Here are a few of the 16 responses I received to the blog entry, along with some comments from me:
As Todd Beck noted, in summing up the issue, “Just as guest expectations haven't changed in hundreds of years, neither has management's preference for projects it can accurately plan, execute, and measure.
“Even the variability of the economy or construction costs is easier to stomach than the thought of trying to change the behavior of 20,000 (or even just two) humans. That's why CRM technology gets funded but training doesn't, or why it's easier to get money to put a new face on your lobby than to get money for helping the human faces that work there to smile more often.”

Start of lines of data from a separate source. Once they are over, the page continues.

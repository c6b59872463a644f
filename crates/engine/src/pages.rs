use axum::http::header::CONTENT_TYPE;
use axum::http::{Response, StatusCode};
use html_escape::encode_text;
use pool::Body;
use registry::ActivityDescriptor;

pub const HTML_CONTENT_TYPE: &str = "text/html; charset=utf-8";

/// Placeholder shown when an activity cannot be served normally.
pub fn fallback_page(activity: &ActivityDescriptor) -> String {
    let name = encode_text(activity.display_name());
    let description = activity
        .meta
        .as_ref()
        .and_then(|meta| meta.description.as_deref())
        .map(|description| format!("<p>{}</p>", encode_text(description)))
        .unwrap_or_default();

    format!(
        r#"<!DOCTYPE html>
<html>
<head>
    <meta charset="utf-8">
    <title>{name} - Fallback Mode</title>
    <style>
        body {{ font-family: sans-serif; padding: 2rem; text-align: center; }}
        .container {{ max-width: 600px; margin: 0 auto; }}
        .status {{ color: #f39c12; }}
    </style>
</head>
<body>
    <div class="container">
        <h1>{name}</h1>
        <div class="status">Fallback Mode: this activity is not available right now.</div>
        {description}
        <p>Activity: <code>{route}</code></p>
        <p>Type: {framework}</p>
        <p><a href="/">&larr; Dashboard</a></p>
    </div>
</body>
</html>
"#,
        name = name,
        description = description,
        route = encode_text(&activity.route),
        framework = activity.framework,
    )
}

pub fn not_found_page(url: &str) -> String {
    format!(
        r#"<!DOCTYPE html>
<html>
<head><meta charset="utf-8"><title>404 - Not Found</title></head>
<body style="font-family: sans-serif; text-align: center; padding: 2rem;">
    <h1>Not Found</h1>
    <p>Route <code>{}</code> not found</p>
    <p><a href="/">&larr; Dashboard</a></p>
</body>
</html>
"#,
        encode_text(url)
    )
}

pub fn html_response(status: StatusCode, html: String) -> Response<Body> {
    let mut response = Response::new(Body::from(html));
    *response.status_mut() = status;
    response
        .headers_mut()
        .insert(CONTENT_TYPE, axum::http::HeaderValue::from_static(HTML_CONTENT_TYPE));
    response
}

pub fn text_response(status: StatusCode, text: &'static str) -> Response<Body> {
    let mut response = Response::new(Body::from(text));
    *response.status_mut() = status;
    response.headers_mut().insert(
        CONTENT_TYPE,
        axum::http::HeaderValue::from_static("text/plain; charset=utf-8"),
    );
    response
}

#[cfg(test)]
mod tests {
    use super::*;
    use registry::{ActivityMeta, FrameworkType};

    #[test]
    fn pages_escape_untrusted_text() {
        let page = not_found_page("/<script>alert(1)</script>");
        assert!(page.contains("&lt;script&gt;"));
        assert!(!page.contains("<script>"));

        let meta = ActivityMeta {
            name: Some("Bias <Lab>".to_string()),
            description: Some("Spot the & bias".to_string()),
            ..ActivityMeta::default()
        };
        let activity =
            ActivityDescriptor::new("bias", "/srv/bias", "causality", FrameworkType::Nextjs, Some(meta));
        let page = fallback_page(&activity);
        assert!(page.contains("Bias &lt;Lab&gt;"));
        assert!(page.contains("Spot the &amp; bias"));
        assert!(page.contains("/causality/bias"));
        assert!(page.contains("Type: nextjs"));
    }
}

Sam Granata expressed the frustrations many franchisees feel as they're forced (in their opinion) to add costly and sometimes-hard-to-justify amenities and services: “Who will make franchise service managers understand this fact? All they want from hotel owners is to just spend more money, no matter (whether) it really matters to customers or not.”
And MaureenBridget Gonzalez reiterated what guests expressed in the survey, as well as the feelings of most people who really care about the profession of hotel management: “I agree with you 100 percent. The art of hospitality still is the most valuable asset we have at our fingertips. Practicing this ancient art is what makes a hotel great…‥The gadgets are fine and the 600 thread-count sheets are nice, but nothing beats a morning greeting with a smile from a hotel employee who remembers your name.”
A few readers found flaws in the survey and in my opinions on it. As Andrew Hill wrote, “If this survey was done with baby boomers, then I agree 100 percent. We boomers have always expected exceptional service, responsive staff, a warm friendly smile and a staff that goes the extra mile.
“But the most recent survey by YPB&R (Yesawich Pepperdine Brown & Russell) shows that the next generation leans more towards style, good hangouts outside of the guestroom and edgy design.”
As I concluded in my blog item, now is a good time for hoteliers to be thinking about the role of service in their operations. As you develop your budgets for 2007, consider taking money from the upgrades and extras and putting it into management training and employee coaching. It's a tougher approach, and it's often more difficult to measure the ROI, but apparently it's what guests want.